Göğsümde bağladığım kollarımla öylece yere bakarken düşünüyordum. Ben Yoongi Hocanın odasından çıkacağım vakit kapının önünde bir kadınla karşılaşmıştım. Daha önce gittiğimiz kafede gördüğüm kadındı. Neyi oluyordu acaba? Kardeşi olmadığından kesinlikle emindim çünkü yüz benzerlikleri hiç yoktu. Sıradan bir arkadaş veya kuzeni olabilirdi. Ha bir de sevgilisi..
Açılan kapıyla asansörden çıkmış, koridor boyunca ilerlemiştim. Namjoon'a uğrayıp biraz da onunla ilgilenmeliydim. Odasının önüne gelip içeri girdiğimde uyuduğunu görünce duraksadım.
Madem uyuyordu hiç rahatsız etmeye gerek yoktu. Hazır Jungkook beni erkenden salmışken eve gidip sıcak bir duş alacaktım. Bakımsız gözükmek istemiyordum.
Bulunduğum kattan ayrılıp soyunma odasına giderken Jimin'le karşılaşmıştım. Elindeki pansuman malzemelerine bakılırsa onun çıkmasına biraz daha vardı. Fark ediyordum da bir hayli yorgun gözüküyordu.

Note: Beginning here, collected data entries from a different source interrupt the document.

//! Integration test driver for `tests/integration/` submodule.
//!
//! Each `mod` below maps to a file that exercises a specific subsystem
//! against mock adapters. All tests run on the host (x86_64) with no
//! real hardware required.

mod dispatcher_tests;
mod mock_hw;
mod pipeline_tests;
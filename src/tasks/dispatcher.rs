//! Command Dispatcher task: the sole consumer of the dispatch queue.

use std::sync::Arc;

use futures_lite::future;
use log::warn;

use crate::app::dispatcher::{Dispatcher, Outcome};
use crate::app::ports::{AnalogPort, DigitalOutputPort, SerialTx};
use crate::diagnostics::Diagnostics;
use crate::error::Result;
use crate::protocol::channels::DispatchQueue;

pub struct DispatchTask<A, D, S> {
    queue: Arc<DispatchQueue>,
    dispatcher: Dispatcher<A, D, S>,
    diag: Arc<Diagnostics>,
}

impl<A, D, S> DispatchTask<A, D, S>
where
    A: AnalogPort,
    D: DigitalOutputPort,
    S: SerialTx,
{
    pub fn new(
        queue: Arc<DispatchQueue>,
        dispatcher: Dispatcher<A, D, S>,
        diag: Arc<Diagnostics>,
    ) -> Self {
        Self {
            queue,
            dispatcher,
            diag,
        }
    }

    /// Block for the next command and apply it.
    pub fn run_once(&self) -> Result<Outcome> {
        let cmd = future::block_on(self.queue.receive());
        let result = self.dispatcher.dispatch(&cmd);
        self.diag.record_command_handled();
        if let Err(e) = &result {
            self.diag.record_error(e);
            warn!("{} {} failed: {}", cmd.kind.mnemonic(), cmd.node_id, e);
        }
        result
    }

    pub fn run(self) -> ! {
        loop {
            let _ = self.run_once();
        }
    }
}
//! Node configuration parameters
//!
//! All tunable parameters for the sensor node. The host simulation binary
//! can override the defaults from a JSON file; on target the defaults apply.

use core::time::Duration;

use serde::{Deserialize, Serialize};

use crate::app::ports::ConfigError;

/// Core node configuration
#[derive(Debug, Clone, PartialEq, Eq, Serialize, Deserialize)]
#[serde(default)]
pub struct NodeConfig {
    // --- Serial ---
    /// UART line rate (bits per second)
    pub uart_baud: u32,

    // --- Sampling ---
    /// Sampling interval each sensor starts with (seconds)
    pub default_interval_secs: u32,
    /// Shortest sampler cycle, applied when the interval is 0 (milliseconds)
    pub min_sample_period_ms: u32,

    // --- Actuation ---
    /// Relay re-apply period (milliseconds)
    pub relay_poll_ms: u32,

    // --- Blocking policy ---
    /// Upper bound on device/relay/serial lock waits (milliseconds).
    /// `None` waits forever.
    pub lock_timeout_ms: Option<u32>,

    // --- Housekeeping ---
    /// Period of the diagnostics counter log line (seconds)
    pub diagnostics_interval_secs: u32,
}

impl Default for NodeConfig {
    fn default() -> Self {
        Self {
            uart_baud: 9600,
            default_interval_secs: 2,
            min_sample_period_ms: 10, // one FreeRTOS tick at 100 Hz
            relay_poll_ms: 100,
            lock_timeout_ms: None,
            diagnostics_interval_secs: 60,
        }
    }
}

impl NodeConfig {
    /// Parse a JSON document; absent fields keep their defaults.
    pub fn from_json(bytes: &[u8]) -> Result<Self, ConfigError> {
        let config: Self = serde_json::from_slice(bytes).map_err(|_| ConfigError::Corrupted)?;
        config.validate()?;
        Ok(config)
    }

    /// Reject values the task loops cannot run with.
    pub fn validate(&self) -> Result<(), ConfigError> {
        if self.uart_baud == 0 {
            return Err(ConfigError::ValidationFailed("uart_baud must be > 0"));
        }
        if self.min_sample_period_ms == 0 {
            return Err(ConfigError::ValidationFailed(
                "min_sample_period_ms must be > 0",
            ));
        }
        if self.relay_poll_ms == 0 {
            return Err(ConfigError::ValidationFailed("relay_poll_ms must be > 0"));
        }
        if self.diagnostics_interval_secs == 0 {
            return Err(ConfigError::ValidationFailed(
                "diagnostics_interval_secs must be > 0",
            ));
        }
        Ok(())
    }

    pub fn lock_timeout(&self) -> Option<Duration> {
        self.lock_timeout_ms.map(|ms| Duration::from_millis(u64::from(ms)))
    }

    pub fn min_sample_period(&self) -> Duration {
        Duration::from_millis(u64::from(self.min_sample_period_ms))
    }

    pub fn relay_poll(&self) -> Duration {
        Duration::from_millis(u64::from(self.relay_poll_ms))
    }
}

"Ne bu halin? Üzerinden tır geçti sanki."
"Sorma, gece uyumadım, bugün de bayağı yoğundu. Başımı koyduğum yerde uyuyacağım artık."
Haline gülerken "Seokjin Hoca salmıyor mu?" diye sorduğumda dudaklarını birbirine bastırıp başını iki yana sallamıştı. Anlaşılan bugün kârlı olan bir bendim. Mi soo ne durumdaydı acaba?
"Bir iki kişinin daha pansumanı var, onları da hallettikten sonra çıkacağım. Sen ne zaman çıkıyorsun?"
"Üzerimi değişip çıkacağım. Jungkook Hoca'nın iyi tarafına denk geldim bugün."
Yüzünü asıp "Git madem." derken elimle omzuna hafiften vurdum. "Sen de çalış köle." dediğimde gözlerini devirmişti. Ardından gülümseyip el sallayarak ayrılmıştı yanımdan. Ee, yapacak bir şey yoktu. Hayat şartları...
••
Çalan alarmın sesiyle gözlerimi aralarken elimi komodinin üzerinde olan telefonuma götürüp herhangi bir tuşuna basarak susmasını sağlamıştım. Asla ilk alarmla kalkanlardan değildim. Bu yüzden on dakikanın ardından tekrar çalmış, tam anlamıyla uyanmama neden olmuştu.
Yatakta oturur pozisyona geldiğimde bakışlarım pencereyi bulmuştu. Hava neden böyle karanlık duruyordu? Sıcak yatağımdan ayrılıp pencereye vardığımda perdeyi çekince karşılaştığım manzara yüzümü buruşturmama neden olmuştu. Siyah bulutların ev sahipliği yaptığı hava yağmurun habercisiydi.
Pencerenin önünden ayrılıp banyoya geçerek yüzümü yıkamış, aynadaki halime bakmıştım. Yeni uyandığımdan gözlerim hafiften şiş duruyordu. Sanırım bugün biraz makyaj yapacaktım..
Odaya geri döndüğümde direkt dolabın önüne geçmiştim. Hava kapalıydı ve büyük bir ihtimalle soğuktu. Bu yüzden beyaz, fazla kalın olmayan bir kazak, altına da açık ton kot pantolon seçmiştim. Yaptığım kombinleri pek takmıyordum. Ortaya karışık giyinmek her zaman daha iyi duruyordu.
Aynanın karşısına geçip yüz bakımımı yaptıktan sonra hafif bir makyajla son vermiştim. Kahvaltı yapmayacaktım. Hastanede bir şeyler atıştırırdım. Bu yüzden üzerimi giyinip evden çıkmıştım. İki üç dakika içerisinde otobüs durağına varacağımdan şemsiye almamıştım. Henüz yağmıyordu, umarım yağmazdı.
Telefondaki bildirimlere bakarak ilerlerken ekranına düşen su samlası başımı kaldırıp gökyüzüne doğru bakmama neden olmuştu. Gerçekten mi? Neden hep isteklerimin aksi oluyordu ki? Alt tarafı durağa gidene kadar yağmayacaktı!